PIEL Y PAPEL

Lo más importante de mi vida ha sucedido frente a una mesa.

Mónica Soto Icaza
Columnas
Soto1019.jpg

Lunes Me levanto diez minutos antes que el despertador. Mientras me lavo las manos después de descargar la vejiga y antes de revivir a mi cotidianidad te veo en mi boca: tus labios permanecen en una pequeña hinchazón de mi bermellón inferior, carmesí intenso como huella de tus besos. Sonrío. Vuelves a hacerte presente en esa imagen que me devuelve el espejo del baño. Ahora no son tus labios lo que veo en mis labios sino tus pupilas en mis pupilas, con ese movimiento veloz de ojos de cuando me hablas de tus recuerdos, del mapa vocal de tu deseo por mí, de algo que te emociona, y tu mirada transmuta en la de un niño contando el más hermoso de los sueños. Cierro la llave del agua. Me dispongo a confeccionar el día. No sé cuándo volveré a verte. De pronto, al secarme las manos, descubro que también sigues en mi muslo izquierdo, bien aferrado en forma de un breve moretón con la morfología de tus dedos.
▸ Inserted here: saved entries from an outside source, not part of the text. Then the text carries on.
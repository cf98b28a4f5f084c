use crate::config::settings::Settings;
use crate::domain::model::{BoundaryRule, HypeLevel, HypeLevelTable, KeywordSet, OutputFormat};
use crate::utils::error::{HypeError, Result};
use crate::utils::validation::Validate;
use serde::{Deserialize, Serialize};
use std::path::Path;
use std::time::Duration;

/// Profile file. Every section is optional; missing values fall back to
/// [`Settings::default`].
#[derive(Debug, Clone, Default, Serialize, Deserialize)]
#[serde(deny_unknown_fields)]
pub struct TomlConfig {
    pub source: Option<SourceConfig>,
    pub sampling: Option<SamplingConfig>,
    pub keywords: Option<KeywordsConfig>,
    pub hype: Option<HypeConfig>,
    pub render: Option<RenderConfig>,
    pub output: Option<OutputConfig>,
}

#[derive(Debug, Clone, Default, Serialize, Deserialize)]
#[serde(deny_unknown_fields)]
pub struct SourceConfig {
    pub endpoint: Option<String>,
    pub tags: Option<String>,
    pub timeout_seconds: Option<u64>,
}

#[derive(Debug, Clone, Default, Serialize, Deserialize)]
#[serde(deny_unknown_fields)]
pub struct SamplingConfig {
    pub num_pages: Option<usize>,
    pub page_size: Option<usize>,
    pub deadline_seconds: Option<u64>,
}

#[derive(Debug, Clone, Default, Serialize, Deserialize)]
#[serde(deny_unknown_fields)]
pub struct KeywordsConfig {
    pub terms: Option<Vec<String>>,
    pub boundary: Option<BoundaryRule>,
}

#[derive(Debug, Clone, Default, Serialize, Deserialize)]
#[serde(deny_unknown_fields)]
pub struct HypeConfig {
    pub levels: Option<Vec<HypeLevel>>,
}

#[derive(Debug, Clone, Default, Serialize, Deserialize)]
#[serde(deny_unknown_fields)]
pub struct RenderConfig {
    pub viewport_width: Option<f64>,
}

#[derive(Debug, Clone, Default, Serialize, Deserialize)]
#[serde(deny_unknown_fields)]
pub struct OutputConfig {
    pub path: Option<String>,
    pub formats: Option<Vec<OutputFormat>>,
}

impl TomlConfig {
    /// 從 TOML 檔案載入配置
    pub fn from_file<P: AsRef<Path>>(path: P) -> Result<Self> {
        let content = std::fs::read_to_string(&path).map_err(HypeError::Io)?;
        Self::from_toml_str(&content)
    }

    /// 從 TOML 字串解析配置
    pub fn from_toml_str(content: &str) -> Result<Self> {
        let processed_content = Self::substitute_env_vars(content)?;

        toml::from_str(&processed_content).map_err(|e| HypeError::ConfigValidation {
            field: "toml_parsing".to_string(),
            message: format!("TOML parsing error: {}", e),
        })
    }

    /// 替換環境變數 (例如 ${HN_ENDPOINT})，找不到的保持原樣
    fn substitute_env_vars(content: &str) -> Result<String> {
        use regex::Regex;
        let re = Regex::new(r"\$\{([^}]+)\}").map_err(|e| HypeError::Config {
            message: format!("Invalid placeholder pattern: {}", e),
        })?;

        let result = re.replace_all(content, |caps: &regex::Captures| {
            let var_name = &caps[1];
            std::env::var(var_name).unwrap_or_else(|_| format!("${{{}}}", var_name))
        });

        Ok(result.to_string())
    }

    /// Layers the file over the given base settings.
    pub fn apply_to(&self, mut settings: Settings) -> Settings {
        if let Some(source) = &self.source {
            if let Some(endpoint) = &source.endpoint {
                settings.endpoint = endpoint.clone();
            }
            if let Some(tags) = &source.tags {
                settings.tags = tags.clone();
            }
            if let Some(timeout) = source.timeout_seconds {
                settings.timeout = (timeout > 0).then(|| Duration::from_secs(timeout));
            }
        }

        if let Some(sampling) = &self.sampling {
            if let Some(num_pages) = sampling.num_pages {
                settings.num_pages = num_pages;
            }
            if let Some(page_size) = sampling.page_size {
                settings.page_size = page_size;
            }
            if let Some(deadline) = sampling.deadline_seconds {
                settings.deadline = (deadline > 0).then(|| Duration::from_secs(deadline));
            }
        }

        if let Some(keywords) = &self.keywords {
            if let Some(terms) = &keywords.terms {
                settings.keywords = KeywordSet::new(terms);
            }
            if let Some(boundary) = keywords.boundary {
                settings.boundary = boundary;
            }
        }

        if let Some(levels) = self.hype.as_ref().and_then(|h| h.levels.clone()) {
            settings.hype_levels = HypeLevelTable::new(levels);
        }

        if let Some(width) = self.render.as_ref().and_then(|r| r.viewport_width) {
            settings.viewport_width = width;
        }

        if let Some(output) = &self.output {
            if let Some(path) = &output.path {
                settings.output_path = path.clone();
            }
            if let Some(formats) = &output.formats {
                settings.output_formats = formats.clone();
            }
        }

        settings
    }

    pub fn to_settings(&self) -> Settings {
        self.apply_to(Settings::default())
    }
}

impl Validate for TomlConfig {
    fn validate(&self) -> Result<()> {
        self.to_settings().validate()
    }
}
Domingo Llego a tu casa con tu ropa de dormir puesta y el cambio con el que transitaré la jornada en las manos. Entro sin tocar. Te encuentro a un lado de la cama. Me abrazas de la cintura. Las palmas de tus manos comienzan a bajar hacia mis nalgas. Nos damos un beso de saliva desvergonzada. Dejo los jeans sobre el sillón. Me acuesto. El edredón de plumas es tan suave que me dan ganas de echármelo encima. Hace frío. No hablamos más de seis palabras cuando ya estoy pegada a tu cuerpo, restregándote las tetas en el pecho. Tú vuelves a estrujar mi derrier; activas la correlación entre esos apretones y mi humedad que resbala amenazante hacia tus sábanas de satín. Vuelvo a darte los buenos días, esta vez con el regocijo de mirar tu gesto de sexo, tus ojos entrecerrados, los latidos de tu corazón. Te cabalgo. Me anegas. Nos levantamos y abres la regadera. Vas hacia la cocina y rescatas los restos del café molido que reposan en tu cafetera. El agua está muy caliente. Quedo empapada, del cabello y entre los muslos. Me alcanzas. Incorporas al café el jabón líquido de coco que guardas en una botella de vidrio. Recoges con cuatro dedos lo que puedes y me acaricias completa. Mi epidermis se pinta de negro. Te beso de tanto en tanto. Pides que me enjuague. Desobedezco. Me restriego en tu espalda. Te agarro desprevenido. No puedo verte el rostro. Tengo la certeza de que sonríes. Me haces el amor de nuevo, empinada hacia el espejo de tu cuarto de baño. Amo mirarme rebotar, la imagen de tus pies junto a los míos en el piso. Me mareo. Te mareas. Apagamos la regadera.

Sábado Las 16 horas que estaremos juntos inician a las 11:30 de la mañana. Nos encontramos en el vestíbulo. Tú con pantalón beige y chamarra café, botas de ante. Yo con vestido morado, medias negras, zapatos de charol. Caminamos de la mano mil 600 metros hasta el restaurante donde desayunaré unas enchiladas de mole y tú unos huevos a la mexicana con machaca. Lo más importante de mi vida ha sucedido frente a una mesa: propuestas indecorosas y de matrimonio (si no es que son la misma cosa), conversaciones que cambian rumbos, rompimientos liberadores. La comida y el vino como vehículos para la felicidad. Platicamos tanto que de pronto miramos el reloj: son casi las tres de la tarde. Emprendemos el regreso a tu casa. Nos sentamos en la sala a charlar. No decimos más de cuatro palabras y ya estoy desnuda de nuevo, con la espalda en el sillón y tus fauces en plena búsqueda de la piedra filosofal entre mis piernas. Miro hacia la ventana. Es una tarde anubarrada. Y las nubes brillan. Cierro los ojos, suspiro. Me deleito con el placer de escribir las páginas de esta nueva historia. En el papel y en la piel.